Check every line of the entries below for "exists", and copy the lines that have it.

Records drawn from a dataset

- - -

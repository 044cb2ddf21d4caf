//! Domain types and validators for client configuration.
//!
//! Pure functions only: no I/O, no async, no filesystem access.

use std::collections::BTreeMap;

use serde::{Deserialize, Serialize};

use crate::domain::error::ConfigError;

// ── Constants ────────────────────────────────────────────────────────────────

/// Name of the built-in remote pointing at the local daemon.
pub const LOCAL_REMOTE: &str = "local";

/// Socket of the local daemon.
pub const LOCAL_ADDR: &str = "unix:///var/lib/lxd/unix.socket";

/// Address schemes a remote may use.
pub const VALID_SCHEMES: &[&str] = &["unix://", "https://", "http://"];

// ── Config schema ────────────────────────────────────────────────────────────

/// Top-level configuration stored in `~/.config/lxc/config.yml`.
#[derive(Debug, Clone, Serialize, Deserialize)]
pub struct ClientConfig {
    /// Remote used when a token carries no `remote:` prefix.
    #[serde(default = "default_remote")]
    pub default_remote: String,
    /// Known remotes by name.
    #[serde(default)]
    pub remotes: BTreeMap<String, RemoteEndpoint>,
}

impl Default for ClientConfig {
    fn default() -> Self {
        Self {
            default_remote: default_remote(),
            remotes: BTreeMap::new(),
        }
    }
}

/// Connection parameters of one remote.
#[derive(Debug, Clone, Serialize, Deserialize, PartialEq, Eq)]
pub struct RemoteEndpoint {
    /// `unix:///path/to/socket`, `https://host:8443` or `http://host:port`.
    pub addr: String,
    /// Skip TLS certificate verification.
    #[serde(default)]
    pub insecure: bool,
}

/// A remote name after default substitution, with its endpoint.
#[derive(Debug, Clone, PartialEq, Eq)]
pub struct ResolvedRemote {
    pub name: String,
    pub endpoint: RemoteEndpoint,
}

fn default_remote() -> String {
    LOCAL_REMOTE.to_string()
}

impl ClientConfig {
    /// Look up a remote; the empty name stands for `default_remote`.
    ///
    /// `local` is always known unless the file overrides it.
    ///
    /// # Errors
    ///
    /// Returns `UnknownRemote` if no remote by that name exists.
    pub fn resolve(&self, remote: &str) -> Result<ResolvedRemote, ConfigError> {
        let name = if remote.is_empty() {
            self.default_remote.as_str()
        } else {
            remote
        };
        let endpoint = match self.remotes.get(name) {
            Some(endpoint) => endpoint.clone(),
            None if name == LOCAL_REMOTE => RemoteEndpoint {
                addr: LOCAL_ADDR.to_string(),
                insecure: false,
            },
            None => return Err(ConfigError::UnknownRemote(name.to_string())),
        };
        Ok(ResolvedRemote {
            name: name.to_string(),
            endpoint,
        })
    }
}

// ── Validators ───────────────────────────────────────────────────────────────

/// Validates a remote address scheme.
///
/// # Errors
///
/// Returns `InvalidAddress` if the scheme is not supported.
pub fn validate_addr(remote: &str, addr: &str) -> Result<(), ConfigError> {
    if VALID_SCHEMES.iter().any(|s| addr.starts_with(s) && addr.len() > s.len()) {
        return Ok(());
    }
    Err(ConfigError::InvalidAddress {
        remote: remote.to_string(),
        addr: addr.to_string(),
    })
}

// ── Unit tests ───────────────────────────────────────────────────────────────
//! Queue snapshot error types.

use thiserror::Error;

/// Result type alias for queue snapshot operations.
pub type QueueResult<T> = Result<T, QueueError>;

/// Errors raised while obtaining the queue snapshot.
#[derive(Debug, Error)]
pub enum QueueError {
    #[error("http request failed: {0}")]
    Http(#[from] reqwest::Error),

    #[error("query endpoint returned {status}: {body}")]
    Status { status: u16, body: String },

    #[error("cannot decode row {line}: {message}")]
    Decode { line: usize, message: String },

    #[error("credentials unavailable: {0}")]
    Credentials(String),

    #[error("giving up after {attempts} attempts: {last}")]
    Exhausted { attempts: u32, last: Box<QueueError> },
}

- - -

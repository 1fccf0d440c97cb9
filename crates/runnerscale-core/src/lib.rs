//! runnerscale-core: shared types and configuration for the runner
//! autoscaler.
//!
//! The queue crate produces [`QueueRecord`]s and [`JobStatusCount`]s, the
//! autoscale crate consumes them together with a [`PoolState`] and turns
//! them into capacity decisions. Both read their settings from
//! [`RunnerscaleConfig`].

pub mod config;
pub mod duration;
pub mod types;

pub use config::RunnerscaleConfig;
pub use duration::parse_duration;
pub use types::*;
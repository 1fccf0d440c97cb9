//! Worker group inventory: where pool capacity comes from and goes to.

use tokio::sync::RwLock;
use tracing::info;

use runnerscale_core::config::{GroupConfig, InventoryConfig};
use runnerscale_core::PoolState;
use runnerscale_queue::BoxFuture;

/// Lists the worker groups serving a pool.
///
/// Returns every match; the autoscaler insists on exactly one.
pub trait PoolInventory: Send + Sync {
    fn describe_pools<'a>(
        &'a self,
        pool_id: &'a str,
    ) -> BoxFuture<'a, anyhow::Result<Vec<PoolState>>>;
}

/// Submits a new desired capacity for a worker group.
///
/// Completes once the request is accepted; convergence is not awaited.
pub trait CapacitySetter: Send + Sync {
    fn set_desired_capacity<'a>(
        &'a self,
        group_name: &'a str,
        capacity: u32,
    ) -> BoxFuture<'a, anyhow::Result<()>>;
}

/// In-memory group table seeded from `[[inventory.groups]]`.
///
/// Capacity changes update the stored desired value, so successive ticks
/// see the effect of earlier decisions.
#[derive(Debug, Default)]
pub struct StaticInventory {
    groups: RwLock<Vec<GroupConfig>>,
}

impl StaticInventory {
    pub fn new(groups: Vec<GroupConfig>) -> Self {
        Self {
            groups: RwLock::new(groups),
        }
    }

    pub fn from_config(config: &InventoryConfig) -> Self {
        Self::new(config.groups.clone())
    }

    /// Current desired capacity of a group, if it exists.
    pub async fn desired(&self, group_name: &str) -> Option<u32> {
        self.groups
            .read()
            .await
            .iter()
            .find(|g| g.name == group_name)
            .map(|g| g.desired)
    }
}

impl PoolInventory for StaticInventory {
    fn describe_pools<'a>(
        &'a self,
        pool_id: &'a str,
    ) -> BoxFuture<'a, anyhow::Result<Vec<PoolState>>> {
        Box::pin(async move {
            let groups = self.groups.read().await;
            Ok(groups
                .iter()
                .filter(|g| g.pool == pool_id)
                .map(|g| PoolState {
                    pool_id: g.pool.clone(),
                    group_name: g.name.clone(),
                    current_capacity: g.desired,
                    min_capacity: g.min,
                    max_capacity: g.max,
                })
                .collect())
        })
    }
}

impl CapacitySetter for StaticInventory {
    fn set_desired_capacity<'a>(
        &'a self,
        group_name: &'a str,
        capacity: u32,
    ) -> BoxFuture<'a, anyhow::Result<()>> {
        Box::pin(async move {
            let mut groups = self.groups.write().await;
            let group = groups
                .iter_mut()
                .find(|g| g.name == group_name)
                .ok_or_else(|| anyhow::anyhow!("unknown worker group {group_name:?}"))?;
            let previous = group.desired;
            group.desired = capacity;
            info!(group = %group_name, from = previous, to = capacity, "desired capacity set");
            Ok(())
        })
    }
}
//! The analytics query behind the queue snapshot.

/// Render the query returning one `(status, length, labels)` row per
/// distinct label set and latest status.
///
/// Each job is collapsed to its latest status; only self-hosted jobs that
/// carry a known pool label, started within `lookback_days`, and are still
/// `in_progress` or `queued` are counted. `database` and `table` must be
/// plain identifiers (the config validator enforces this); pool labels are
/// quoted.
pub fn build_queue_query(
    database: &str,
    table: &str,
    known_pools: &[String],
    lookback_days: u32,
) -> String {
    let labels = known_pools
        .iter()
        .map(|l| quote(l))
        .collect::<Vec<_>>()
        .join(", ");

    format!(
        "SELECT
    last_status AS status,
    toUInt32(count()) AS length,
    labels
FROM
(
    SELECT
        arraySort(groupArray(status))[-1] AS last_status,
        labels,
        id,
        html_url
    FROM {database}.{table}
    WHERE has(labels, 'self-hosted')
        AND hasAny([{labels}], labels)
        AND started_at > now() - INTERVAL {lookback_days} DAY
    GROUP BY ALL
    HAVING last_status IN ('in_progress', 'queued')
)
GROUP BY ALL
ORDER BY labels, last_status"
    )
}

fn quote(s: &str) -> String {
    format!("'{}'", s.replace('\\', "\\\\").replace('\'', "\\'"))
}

- - -

**FINISHED EXERCISE**
    /// Returns `UnknownRemote` if no remote by that name exists.
    /// Current desired capacity of a group, if it exists.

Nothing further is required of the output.